Directions: Your answer should be a faithful copy of the entire listing.

Supplied records:
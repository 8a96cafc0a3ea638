// SPDX-License-Identifier: MPL-2.0
//! Drawing surfaces and repaint notification.

use crate::render::document::SvgDocument;
use tiny_skia::{Color, Pixmap, Transform};

/// A 2D surface an icon can be painted into.
pub trait Surface {
    /// Size in device pixels.
    fn size(&self) -> (u32, u32);

    /// Resets every pixel to transparent.
    fn clear(&mut self);

    /// Draws the whole document through `transform`.
    fn draw(&mut self, document: &SvgDocument, transform: Transform);
}

/// Receives repaint requests from a widget whose content changed.
pub trait Invalidate {
    fn invalidate(&mut self);
}

impl<F: FnMut()> Invalidate for F {
    fn invalidate(&mut self) {
        self()
    }
}

/// Software canvas backed by a tiny-skia pixmap.
///
/// A canvas with no area holds no pixmap; drawing into it does nothing.
#[derive(Debug, Clone, Default)]
pub struct Canvas {
    width: u32,
    height: u32,
    pixmap: Option<Pixmap>,
}

impl Canvas {
    #[must_use]
    pub fn new(width: u32, height: u32) -> Self {
        Self {
            width,
            height,
            pixmap: Pixmap::new(width, height),
        }
    }

    /// Reallocates the backing pixmap. Returns `true` if the size changed.
    pub fn resize(&mut self, width: u32, height: u32) -> bool {
        if self.width == width && self.height == height {
            return false;
        }
        *self = Self::new(width, height);
        true
    }

    pub fn width(&self) -> u32 {
        self.width
    }

    pub fn height(&self) -> u32 {
        self.height
    }

    pub fn pixmap(&self) -> Option<&Pixmap> {
        self.pixmap.as_ref()
    }

    /// Straight (non premultiplied) RGBA bytes, row major.
    pub fn to_rgba(&self) -> Option<Vec<u8>> {
        let pixmap = self.pixmap.as_ref()?;
        let mut rgba = Vec::with_capacity(pixmap.data().len());
        for pixel in pixmap.pixels() {
            let color = pixel.demultiply();
            rgba.extend_from_slice(&[color.red(), color.green(), color.blue(), color.alpha()]);
        }
        Some(rgba)
    }

    /// Number of pixels that are not fully transparent.
    pub fn painted_pixels(&self) -> usize {
        self.pixmap
            .as_ref()
            .map(|pixmap| pixmap.pixels().iter().filter(|p| p.alpha() > 0).count())
            .unwrap_or(0)
    }
}

impl Surface for Canvas {
    fn size(&self) -> (u32, u32) {
        (self.width, self.height)
    }

    fn clear(&mut self) {
        if let Some(pixmap) = self.pixmap.as_mut() {
            pixmap.fill(Color::TRANSPARENT);
        }
    }

    fn draw(&mut self, document: &SvgDocument, transform: Transform) {
        if let Some(pixmap) = self.pixmap.as_mut() {
            document.render(transform, &mut pixmap.as_mut());
        }
    }
}

impl Surface for Pixmap {
    fn size(&self) -> (u32, u32) {
        (self.width(), self.height())
    }

    fn clear(&mut self) {
        self.fill(Color::TRANSPARENT);
    }

    fn draw(&mut self, document: &SvgDocument, transform: Transform) {
        document.render(transform, &mut self.as_mut());
    }
}

#[cfg(test)]
mod tests {
    use super::*;

    const SQUARE: &str = r##"<svg xmlns="http://www.w3.org/2000/svg" width="10" height="10"><rect width="10" height="10" fill="#0000ff"/></svg>"##;

    #[test]
    fn zero_sized_canvas_has_no_pixmap() {
        let mut canvas = Canvas::new(0, 16);
        assert!(canvas.pixmap().is_none());
        assert!(canvas.to_rgba().is_none());
        canvas.clear();
        assert_eq!(canvas.painted_pixels(), 0);
    }

    #[test]
    fn resize_reports_changes() {
        let mut canvas = Canvas::new(4, 4);
        assert!(!canvas.resize(4, 4));
        assert!(canvas.resize(8, 2));
        assert_eq!(canvas.size(), (8, 2));
        assert_eq!(canvas.to_rgba().map(|d| d.len()), Some(8 * 2 * 4));
    }

    #[test]
    fn draw_then_clear_leaves_canvas_transparent() {
        let document = SvgDocument::from_data(SQUARE.as_bytes()).expect("svg should parse");
        let mut canvas = Canvas::new(10, 10);

        canvas.draw(&document, Transform::identity());
        assert_eq!(canvas.painted_pixels(), 100);

        canvas.clear();
        assert_eq!(canvas.painted_pixels(), 0);
    }

    #[test]
    fn rgba_output_is_demultiplied() {
        let document = SvgDocument::from_data(SQUARE.as_bytes()).expect("svg should parse");
        let mut canvas = Canvas::new(10, 10);
        canvas.draw(&document, Transform::identity());

        let rgba = canvas.to_rgba().expect("canvas has pixels");
        assert_eq!(&rgba[0..4], &[0, 0, 255, 255]);
    }

    #[test]
    fn closures_receive_invalidations() {
        let mut count = 0;
        {
            let mut observer = || count += 1;
            observer.invalidate();
            observer.invalidate();
        }
        assert_eq!(count, 2);
    }

    #[test]
    fn pixmap_is_a_surface() {
        let mut pixmap = Pixmap::new(3, 2).expect("pixmap should allocate");
        assert_eq!(Surface::size(&pixmap), (3, 2));
        Surface::clear(&mut pixmap);
        assert!(pixmap.pixels().iter().all(|p| p.alpha() == 0));
    }
}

Answer to this task:
repository 8a96cafc0a3ea638
// SPDX-License-Identifier: MPL-2.0
//! Drawing surfaces and repaint notification.

use crate::render::document::SvgDocument;
use tiny_skia::{Color, Pixmap, Transform};

/// A 2D surface an icon can be painted into.
pub trait Surface {
    /// Size in device pixels.
    fn size(&self) -> (u32, u32);

    /// Resets every pixel to transparent.
    fn clear(&mut self);

    /// Draws the whole document through `transform`.
    fn draw(&mut self, document: &SvgDocument, transform: Transform);
}

/// Receives repaint requests from a widget whose content changed.
pub trait Invalidate {
    fn invalidate(&mut self);
}

impl<F: FnMut()> Invalidate for F {
    fn invalidate(&mut self) {
        self()
    }
}

/// Software canvas backed by a tiny-skia pixmap.
///
/// A canvas with no area holds no pixmap; drawing into it does nothing.
#[derive(Debug, Clone, Default)]
pub struct Canvas {
    width: u32,
    height: u32,
    pixmap: Option<Pixmap>,
}

impl Canvas {
    #[must_use]
    pub fn new(width: u32, height: u32) -> Self {
        Self {
            width,
            height,
            pixmap: Pixmap::new(width, height),
        }
    }

    /// Reallocates the backing pixmap. Returns `true` if the size changed.
    pub fn resize(&mut self, width: u32, height: u32) -> bool {
        if self.width == width && self.height == height {
            return false;
        }
        *self = Self::new(width, height);
        true
    }

    pub fn width(&self) -> u32 {
        self.width
    }

    pub fn height(&self) -> u32 {
        self.height
    }

    pub fn pixmap(&self) -> Option<&Pixmap> {
        self.pixmap.as_ref()
    }

    /// Straight (non premultiplied) RGBA bytes, row major.
    pub fn to_rgba(&self) -> Option<Vec<u8>> {
        let pixmap = self.pixmap.as_ref()?;
        let mut rgba = Vec::with_capacity(pixmap.data().len());
        for pixel in pixmap.pixels() {
            let color = pixel.demultiply();
            rgba.extend_from_slice(&[color.red(), color.green(), color.blue(), color.alpha()]);
        }
        Some(rgba)
    }

    /// Number of pixels that are not fully transparent.
    pub fn painted_pixels(&self) -> usize {
        self.pixmap
            .as_ref()
            .map(|pixmap| pixmap.pixels().iter().filter(|p| p.alpha() > 0).count())
            .unwrap_or(0)
    }
}

impl Surface for Canvas {
    fn size(&self) -> (u32, u32) {
        (self.width, self.height)
    }

    fn clear(&mut self) {
        if let Some(pixmap) = self.pixmap.as_mut() {
            pixmap.fill(Color::TRANSPARENT);
        }
    }

    fn draw(&mut self, document: &SvgDocument, transform: Transform) {
        if let Some(pixmap) = self.pixmap.as_mut() {
            document.render(transform, &mut pixmap.as_mut());
        }
    }
}

impl Surface for Pixmap {
    fn size(&self) -> (u32, u32) {
        (self.width(), self.height())
    }

    fn clear(&mut self) {
        self.fill(Color::TRANSPARENT);
    }

    fn draw(&mut self, document: &SvgDocument, transform: Transform) {
        document.render(transform, &mut self.as_mut());
    }
}

#[cfg(test)]
mod tests {
    use super::*;

    const SQUARE: &str = r##"<svg xmlns="http://www.w3.org/2000/svg" width="10" height="10"><rect width="10" height="10" fill="#0000ff"/></svg>"##;

    #[test]
    fn zero_sized_canvas_has_no_pixmap() {
        let mut canvas = Canvas::new(0, 16);
        assert!(canvas.pixmap().is_none());
        assert!(canvas.to_rgba().is_none());
        canvas.clear();
        assert_eq!(canvas.painted_pixels(), 0);
    }

    #[test]
    fn resize_reports_changes() {
        let mut canvas = Canvas::new(4, 4);
        assert!(!canvas.resize(4, 4));
        assert!(canvas.resize(8, 2));
        assert_eq!(canvas.size(), (8, 2));
        assert_eq!(canvas.to_rgba().map(|d| d.len()), Some(8 * 2 * 4));
    }

    #[test]
    fn draw_then_clear_leaves_canvas_transparent() {
        let document = SvgDocument::from_data(SQUARE.as_bytes()).expect("svg should parse");
        let mut canvas = Canvas::new(10, 10);

        canvas.draw(&document, Transform::identity());
        assert_eq!(canvas.painted_pixels(), 100);

        canvas.clear();
        assert_eq!(canvas.painted_pixels(), 0);
    }

    #[test]
    fn rgba_output_is_demultiplied() {
        let document = SvgDocument::from_data(SQUARE.as_bytes()).expect("svg should parse");
        let mut canvas = Canvas::new(10, 10);
        canvas.draw(&document, Transform::identity());

        let rgba = canvas.to_rgba().expect("canvas has pixels");
        assert_eq!(&rgba[0..4], &[0, 0, 255, 255]);
    }

    #[test]
    fn closures_receive_invalidations() {
        let mut count = 0;
        {
            let mut observer = || count += 1;
            observer.invalidate();
            observer.invalidate();
        }
        assert_eq!(count, 2);
    }

    #[test]
    fn pixmap_is_a_surface() {
        let mut pixmap = Pixmap::new(3, 2).expect("pixmap should allocate");
        assert_eq!(Surface::size(&pixmap), (3, 2));
        Surface::clear(&mut pixmap);
        assert!(pixmap.pixels().iter().all(|p| p.alpha() == 0));
    }
}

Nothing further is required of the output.